Stored data
---*---

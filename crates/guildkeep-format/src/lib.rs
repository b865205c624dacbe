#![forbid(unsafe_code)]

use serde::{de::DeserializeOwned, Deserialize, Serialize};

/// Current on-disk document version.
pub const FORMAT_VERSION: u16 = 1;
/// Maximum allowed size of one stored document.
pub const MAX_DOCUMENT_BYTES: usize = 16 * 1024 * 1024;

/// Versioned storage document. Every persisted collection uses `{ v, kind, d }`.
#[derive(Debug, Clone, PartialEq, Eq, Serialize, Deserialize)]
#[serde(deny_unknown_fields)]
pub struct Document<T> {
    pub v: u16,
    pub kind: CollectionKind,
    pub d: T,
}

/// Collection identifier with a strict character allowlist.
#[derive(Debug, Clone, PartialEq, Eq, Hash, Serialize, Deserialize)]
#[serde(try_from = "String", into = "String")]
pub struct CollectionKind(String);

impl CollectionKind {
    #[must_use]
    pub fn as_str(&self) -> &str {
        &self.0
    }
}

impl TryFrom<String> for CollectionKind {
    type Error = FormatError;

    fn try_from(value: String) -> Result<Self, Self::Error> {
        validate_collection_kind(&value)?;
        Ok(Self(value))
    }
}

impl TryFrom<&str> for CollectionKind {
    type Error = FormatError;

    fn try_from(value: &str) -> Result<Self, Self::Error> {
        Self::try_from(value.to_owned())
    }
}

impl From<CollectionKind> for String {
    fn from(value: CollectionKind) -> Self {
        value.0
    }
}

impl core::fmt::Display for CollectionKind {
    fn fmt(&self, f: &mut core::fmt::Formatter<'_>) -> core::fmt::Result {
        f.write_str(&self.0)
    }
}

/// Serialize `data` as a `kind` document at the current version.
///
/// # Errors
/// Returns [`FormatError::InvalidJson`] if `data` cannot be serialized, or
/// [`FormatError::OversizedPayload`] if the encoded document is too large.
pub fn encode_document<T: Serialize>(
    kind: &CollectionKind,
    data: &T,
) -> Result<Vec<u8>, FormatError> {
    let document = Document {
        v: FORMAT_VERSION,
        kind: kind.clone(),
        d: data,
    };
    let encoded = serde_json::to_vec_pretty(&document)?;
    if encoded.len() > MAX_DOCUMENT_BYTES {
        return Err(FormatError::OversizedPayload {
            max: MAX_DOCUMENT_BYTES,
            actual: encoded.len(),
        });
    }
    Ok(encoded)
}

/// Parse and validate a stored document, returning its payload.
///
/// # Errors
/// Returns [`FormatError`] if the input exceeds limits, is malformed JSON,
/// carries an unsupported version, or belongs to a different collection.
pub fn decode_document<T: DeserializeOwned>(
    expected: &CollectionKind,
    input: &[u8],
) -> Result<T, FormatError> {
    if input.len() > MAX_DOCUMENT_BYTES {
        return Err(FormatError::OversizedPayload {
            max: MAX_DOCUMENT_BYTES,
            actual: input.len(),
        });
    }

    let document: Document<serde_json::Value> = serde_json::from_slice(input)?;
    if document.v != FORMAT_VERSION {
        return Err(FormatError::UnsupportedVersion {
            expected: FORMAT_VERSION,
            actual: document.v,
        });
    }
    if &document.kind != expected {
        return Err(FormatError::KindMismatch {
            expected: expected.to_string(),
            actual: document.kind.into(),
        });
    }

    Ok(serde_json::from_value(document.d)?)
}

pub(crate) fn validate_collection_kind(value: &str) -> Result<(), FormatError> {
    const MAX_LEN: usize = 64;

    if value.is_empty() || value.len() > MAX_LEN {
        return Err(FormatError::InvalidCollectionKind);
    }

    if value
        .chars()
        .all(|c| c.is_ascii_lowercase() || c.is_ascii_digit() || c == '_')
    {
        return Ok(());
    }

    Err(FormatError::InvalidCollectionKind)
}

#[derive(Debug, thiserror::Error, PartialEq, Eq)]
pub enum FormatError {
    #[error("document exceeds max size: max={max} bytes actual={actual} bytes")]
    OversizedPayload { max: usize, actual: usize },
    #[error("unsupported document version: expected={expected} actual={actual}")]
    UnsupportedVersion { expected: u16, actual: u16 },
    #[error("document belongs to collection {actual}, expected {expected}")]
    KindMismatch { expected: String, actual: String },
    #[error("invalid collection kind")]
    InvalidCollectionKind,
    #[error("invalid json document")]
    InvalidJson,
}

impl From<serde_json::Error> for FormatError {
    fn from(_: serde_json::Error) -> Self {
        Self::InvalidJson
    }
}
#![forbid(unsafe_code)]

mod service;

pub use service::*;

---*---

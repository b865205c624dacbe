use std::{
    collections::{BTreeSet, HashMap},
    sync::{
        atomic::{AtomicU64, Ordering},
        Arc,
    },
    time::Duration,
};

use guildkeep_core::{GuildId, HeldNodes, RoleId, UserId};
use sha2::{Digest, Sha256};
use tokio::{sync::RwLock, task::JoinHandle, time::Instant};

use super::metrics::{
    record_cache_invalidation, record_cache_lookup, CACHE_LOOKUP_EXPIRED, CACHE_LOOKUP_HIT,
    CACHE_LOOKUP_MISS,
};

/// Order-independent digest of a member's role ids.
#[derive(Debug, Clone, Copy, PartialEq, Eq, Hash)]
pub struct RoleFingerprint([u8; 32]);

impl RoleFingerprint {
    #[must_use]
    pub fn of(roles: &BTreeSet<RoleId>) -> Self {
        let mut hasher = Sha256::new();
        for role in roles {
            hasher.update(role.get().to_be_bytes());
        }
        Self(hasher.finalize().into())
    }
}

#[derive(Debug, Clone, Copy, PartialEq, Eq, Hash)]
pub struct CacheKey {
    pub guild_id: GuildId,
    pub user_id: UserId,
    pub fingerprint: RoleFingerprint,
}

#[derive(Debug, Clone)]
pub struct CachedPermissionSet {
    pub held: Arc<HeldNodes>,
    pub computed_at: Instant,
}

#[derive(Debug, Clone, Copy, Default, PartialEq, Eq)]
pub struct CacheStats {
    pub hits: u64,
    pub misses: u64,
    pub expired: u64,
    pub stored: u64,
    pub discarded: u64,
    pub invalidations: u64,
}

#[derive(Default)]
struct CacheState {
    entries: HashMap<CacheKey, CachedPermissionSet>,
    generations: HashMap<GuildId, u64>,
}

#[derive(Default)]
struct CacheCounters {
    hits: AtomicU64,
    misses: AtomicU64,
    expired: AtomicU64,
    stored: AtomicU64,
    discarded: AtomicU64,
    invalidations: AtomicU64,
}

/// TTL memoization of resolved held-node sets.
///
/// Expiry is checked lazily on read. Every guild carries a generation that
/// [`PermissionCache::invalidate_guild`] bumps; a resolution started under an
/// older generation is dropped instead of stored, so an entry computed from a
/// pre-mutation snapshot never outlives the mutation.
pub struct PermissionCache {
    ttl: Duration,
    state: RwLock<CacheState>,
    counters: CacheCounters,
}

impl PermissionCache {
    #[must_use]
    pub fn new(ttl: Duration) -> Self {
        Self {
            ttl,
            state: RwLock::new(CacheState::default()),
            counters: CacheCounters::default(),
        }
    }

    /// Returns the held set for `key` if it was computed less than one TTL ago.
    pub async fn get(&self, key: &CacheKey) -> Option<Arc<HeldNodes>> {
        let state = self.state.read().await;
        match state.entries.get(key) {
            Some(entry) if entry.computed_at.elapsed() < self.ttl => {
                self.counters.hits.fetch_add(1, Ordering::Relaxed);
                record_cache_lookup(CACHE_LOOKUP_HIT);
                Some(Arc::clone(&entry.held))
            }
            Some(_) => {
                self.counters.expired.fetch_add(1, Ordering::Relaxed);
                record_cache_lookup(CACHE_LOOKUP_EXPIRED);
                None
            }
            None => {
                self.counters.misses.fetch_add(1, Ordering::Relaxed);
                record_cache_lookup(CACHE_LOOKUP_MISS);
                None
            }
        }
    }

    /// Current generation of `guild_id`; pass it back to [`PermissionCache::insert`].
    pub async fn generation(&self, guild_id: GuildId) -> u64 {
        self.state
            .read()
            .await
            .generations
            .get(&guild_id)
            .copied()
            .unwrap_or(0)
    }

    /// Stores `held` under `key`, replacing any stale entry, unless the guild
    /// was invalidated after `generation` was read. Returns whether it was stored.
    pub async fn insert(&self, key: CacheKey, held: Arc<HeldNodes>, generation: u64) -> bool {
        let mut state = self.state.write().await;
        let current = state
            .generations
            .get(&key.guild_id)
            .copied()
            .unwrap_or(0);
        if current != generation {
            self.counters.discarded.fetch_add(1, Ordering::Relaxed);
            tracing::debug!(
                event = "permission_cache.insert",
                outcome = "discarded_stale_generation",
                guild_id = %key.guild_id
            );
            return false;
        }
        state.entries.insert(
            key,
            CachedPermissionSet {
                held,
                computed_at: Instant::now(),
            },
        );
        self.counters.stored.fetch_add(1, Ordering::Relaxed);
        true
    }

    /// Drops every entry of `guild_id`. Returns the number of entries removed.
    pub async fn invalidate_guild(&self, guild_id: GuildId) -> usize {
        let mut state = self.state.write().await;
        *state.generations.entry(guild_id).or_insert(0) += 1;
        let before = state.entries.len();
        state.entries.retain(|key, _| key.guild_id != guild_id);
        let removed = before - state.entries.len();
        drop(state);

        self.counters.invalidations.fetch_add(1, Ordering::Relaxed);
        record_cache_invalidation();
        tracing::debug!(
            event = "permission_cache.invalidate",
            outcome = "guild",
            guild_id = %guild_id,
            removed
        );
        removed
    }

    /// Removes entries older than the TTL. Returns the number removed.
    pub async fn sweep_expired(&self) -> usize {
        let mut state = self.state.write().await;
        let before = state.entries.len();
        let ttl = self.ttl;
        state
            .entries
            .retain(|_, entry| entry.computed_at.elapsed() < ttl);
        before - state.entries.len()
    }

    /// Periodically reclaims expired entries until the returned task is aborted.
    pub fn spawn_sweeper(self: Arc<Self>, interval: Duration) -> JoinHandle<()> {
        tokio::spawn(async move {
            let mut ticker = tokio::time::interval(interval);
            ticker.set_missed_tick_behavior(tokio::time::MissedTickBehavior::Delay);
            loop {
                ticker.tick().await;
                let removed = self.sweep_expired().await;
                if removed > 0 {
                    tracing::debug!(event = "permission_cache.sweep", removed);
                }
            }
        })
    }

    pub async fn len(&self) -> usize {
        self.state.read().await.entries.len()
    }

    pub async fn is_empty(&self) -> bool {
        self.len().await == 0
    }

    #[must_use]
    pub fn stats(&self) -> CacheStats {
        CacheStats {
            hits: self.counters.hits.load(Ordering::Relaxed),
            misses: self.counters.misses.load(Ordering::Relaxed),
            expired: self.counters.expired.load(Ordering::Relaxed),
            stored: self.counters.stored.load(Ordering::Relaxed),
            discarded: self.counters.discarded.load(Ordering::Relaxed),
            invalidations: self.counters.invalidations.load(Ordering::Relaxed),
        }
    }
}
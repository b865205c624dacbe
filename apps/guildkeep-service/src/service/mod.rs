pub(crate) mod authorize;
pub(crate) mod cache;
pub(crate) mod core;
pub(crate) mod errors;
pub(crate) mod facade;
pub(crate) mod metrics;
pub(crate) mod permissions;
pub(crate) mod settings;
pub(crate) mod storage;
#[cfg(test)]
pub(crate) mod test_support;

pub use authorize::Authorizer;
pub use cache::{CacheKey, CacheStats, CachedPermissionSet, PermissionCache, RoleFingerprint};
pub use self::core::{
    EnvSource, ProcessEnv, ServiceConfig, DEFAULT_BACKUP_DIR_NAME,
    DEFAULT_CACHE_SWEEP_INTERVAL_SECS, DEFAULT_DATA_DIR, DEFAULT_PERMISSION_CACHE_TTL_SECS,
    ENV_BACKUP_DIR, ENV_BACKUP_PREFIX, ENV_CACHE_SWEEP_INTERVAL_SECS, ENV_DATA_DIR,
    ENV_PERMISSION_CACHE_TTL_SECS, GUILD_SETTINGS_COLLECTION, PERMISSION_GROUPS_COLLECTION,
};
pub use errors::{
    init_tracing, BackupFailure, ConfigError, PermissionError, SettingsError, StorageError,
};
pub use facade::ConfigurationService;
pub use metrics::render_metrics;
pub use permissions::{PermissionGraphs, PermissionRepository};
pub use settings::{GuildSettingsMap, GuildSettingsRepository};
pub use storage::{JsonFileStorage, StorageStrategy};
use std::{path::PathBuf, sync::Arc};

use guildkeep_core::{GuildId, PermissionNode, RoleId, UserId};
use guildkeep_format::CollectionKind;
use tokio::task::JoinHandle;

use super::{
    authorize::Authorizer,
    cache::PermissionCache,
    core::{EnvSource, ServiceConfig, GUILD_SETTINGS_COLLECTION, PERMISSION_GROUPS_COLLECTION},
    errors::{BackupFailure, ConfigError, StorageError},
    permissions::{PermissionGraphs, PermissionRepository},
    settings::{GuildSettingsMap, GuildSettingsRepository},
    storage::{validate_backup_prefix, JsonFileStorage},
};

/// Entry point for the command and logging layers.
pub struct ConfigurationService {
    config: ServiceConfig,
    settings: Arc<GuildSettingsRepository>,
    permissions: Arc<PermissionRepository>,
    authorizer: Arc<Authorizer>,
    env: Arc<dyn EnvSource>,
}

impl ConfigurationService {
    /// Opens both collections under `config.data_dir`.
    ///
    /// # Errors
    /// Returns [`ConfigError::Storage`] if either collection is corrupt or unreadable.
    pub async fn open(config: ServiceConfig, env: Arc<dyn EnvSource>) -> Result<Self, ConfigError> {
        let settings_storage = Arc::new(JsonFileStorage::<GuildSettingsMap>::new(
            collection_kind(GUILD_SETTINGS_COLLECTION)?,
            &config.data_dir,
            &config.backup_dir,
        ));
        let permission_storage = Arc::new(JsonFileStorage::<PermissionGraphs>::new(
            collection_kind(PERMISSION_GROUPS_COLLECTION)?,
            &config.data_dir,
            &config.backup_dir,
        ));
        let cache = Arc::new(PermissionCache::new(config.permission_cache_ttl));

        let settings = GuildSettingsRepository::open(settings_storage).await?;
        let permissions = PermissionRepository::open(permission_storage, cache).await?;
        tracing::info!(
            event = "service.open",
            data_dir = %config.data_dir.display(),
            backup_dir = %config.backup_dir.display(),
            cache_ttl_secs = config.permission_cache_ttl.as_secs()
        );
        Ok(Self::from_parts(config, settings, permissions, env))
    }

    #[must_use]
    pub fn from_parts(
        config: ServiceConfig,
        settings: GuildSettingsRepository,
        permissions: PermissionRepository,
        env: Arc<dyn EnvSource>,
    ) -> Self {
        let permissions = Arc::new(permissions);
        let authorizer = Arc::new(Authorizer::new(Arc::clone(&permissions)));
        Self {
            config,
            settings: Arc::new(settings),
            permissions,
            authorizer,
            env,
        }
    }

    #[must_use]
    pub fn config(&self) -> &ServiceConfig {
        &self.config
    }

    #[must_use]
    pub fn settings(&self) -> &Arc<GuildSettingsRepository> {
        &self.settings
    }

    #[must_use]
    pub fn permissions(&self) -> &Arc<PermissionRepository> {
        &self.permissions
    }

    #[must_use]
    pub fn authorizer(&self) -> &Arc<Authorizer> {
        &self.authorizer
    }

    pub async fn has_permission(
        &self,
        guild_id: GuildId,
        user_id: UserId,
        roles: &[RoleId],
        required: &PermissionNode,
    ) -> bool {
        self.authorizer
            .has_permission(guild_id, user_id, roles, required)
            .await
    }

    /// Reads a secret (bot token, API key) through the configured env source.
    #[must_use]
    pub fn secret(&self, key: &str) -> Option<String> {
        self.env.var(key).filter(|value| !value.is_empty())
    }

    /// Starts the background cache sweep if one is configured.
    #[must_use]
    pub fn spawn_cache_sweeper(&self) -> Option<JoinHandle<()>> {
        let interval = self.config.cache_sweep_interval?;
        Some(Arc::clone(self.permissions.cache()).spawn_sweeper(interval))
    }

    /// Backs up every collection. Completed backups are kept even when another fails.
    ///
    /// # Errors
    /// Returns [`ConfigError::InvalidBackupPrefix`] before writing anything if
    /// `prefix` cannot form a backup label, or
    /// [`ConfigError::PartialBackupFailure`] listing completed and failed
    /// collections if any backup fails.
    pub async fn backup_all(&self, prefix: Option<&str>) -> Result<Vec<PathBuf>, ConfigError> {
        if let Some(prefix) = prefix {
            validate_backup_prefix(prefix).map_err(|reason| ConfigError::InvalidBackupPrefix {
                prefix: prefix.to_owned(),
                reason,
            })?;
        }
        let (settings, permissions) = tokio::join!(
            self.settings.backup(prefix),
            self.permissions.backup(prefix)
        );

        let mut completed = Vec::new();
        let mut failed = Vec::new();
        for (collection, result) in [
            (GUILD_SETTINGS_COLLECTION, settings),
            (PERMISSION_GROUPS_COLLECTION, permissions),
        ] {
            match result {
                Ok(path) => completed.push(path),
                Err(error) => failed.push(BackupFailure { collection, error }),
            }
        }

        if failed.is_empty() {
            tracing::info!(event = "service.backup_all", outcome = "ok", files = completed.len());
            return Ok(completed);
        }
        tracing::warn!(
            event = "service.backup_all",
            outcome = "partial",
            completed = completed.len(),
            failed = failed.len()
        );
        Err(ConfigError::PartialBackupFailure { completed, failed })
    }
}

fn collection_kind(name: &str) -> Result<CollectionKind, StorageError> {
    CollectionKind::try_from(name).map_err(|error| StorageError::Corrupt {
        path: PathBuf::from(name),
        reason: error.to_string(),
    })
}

---*---

▸ **TASK BRIEF**: Output the lines above between the one holding "filename crates/guildkeep-format/src/lib.rs" and the one holding "fn try_from(value: &str)", inclusive, with nothing before or after them.

▸ **ANSWER BOX**:
filename crates/guildkeep-format/src/lib.rs
repository b865205c624dacbe
#![forbid(unsafe_code)]

use serde::{de::DeserializeOwned, Deserialize, Serialize};

/// Current on-disk document version.
pub const FORMAT_VERSION: u16 = 1;
/// Maximum allowed size of one stored document.
pub const MAX_DOCUMENT_BYTES: usize = 16 * 1024 * 1024;

/// Versioned storage document. Every persisted collection uses `{ v, kind, d }`.
#[derive(Debug, Clone, PartialEq, Eq, Serialize, Deserialize)]
#[serde(deny_unknown_fields)]
pub struct Document<T> {
    pub v: u16,
    pub kind: CollectionKind,
    pub d: T,
}

/// Collection identifier with a strict character allowlist.
#[derive(Debug, Clone, PartialEq, Eq, Hash, Serialize, Deserialize)]
#[serde(try_from = "String", into = "String")]
pub struct CollectionKind(String);

impl CollectionKind {
    #[must_use]
    pub fn as_str(&self) -> &str {
        &self.0
    }
}

impl TryFrom<String> for CollectionKind {
    type Error = FormatError;

    fn try_from(value: String) -> Result<Self, Self::Error> {
        validate_collection_kind(&value)?;
        Ok(Self(value))
    }
}

impl TryFrom<&str> for CollectionKind {
    type Error = FormatError;

    fn try_from(value: &str) -> Result<Self, Self::Error> {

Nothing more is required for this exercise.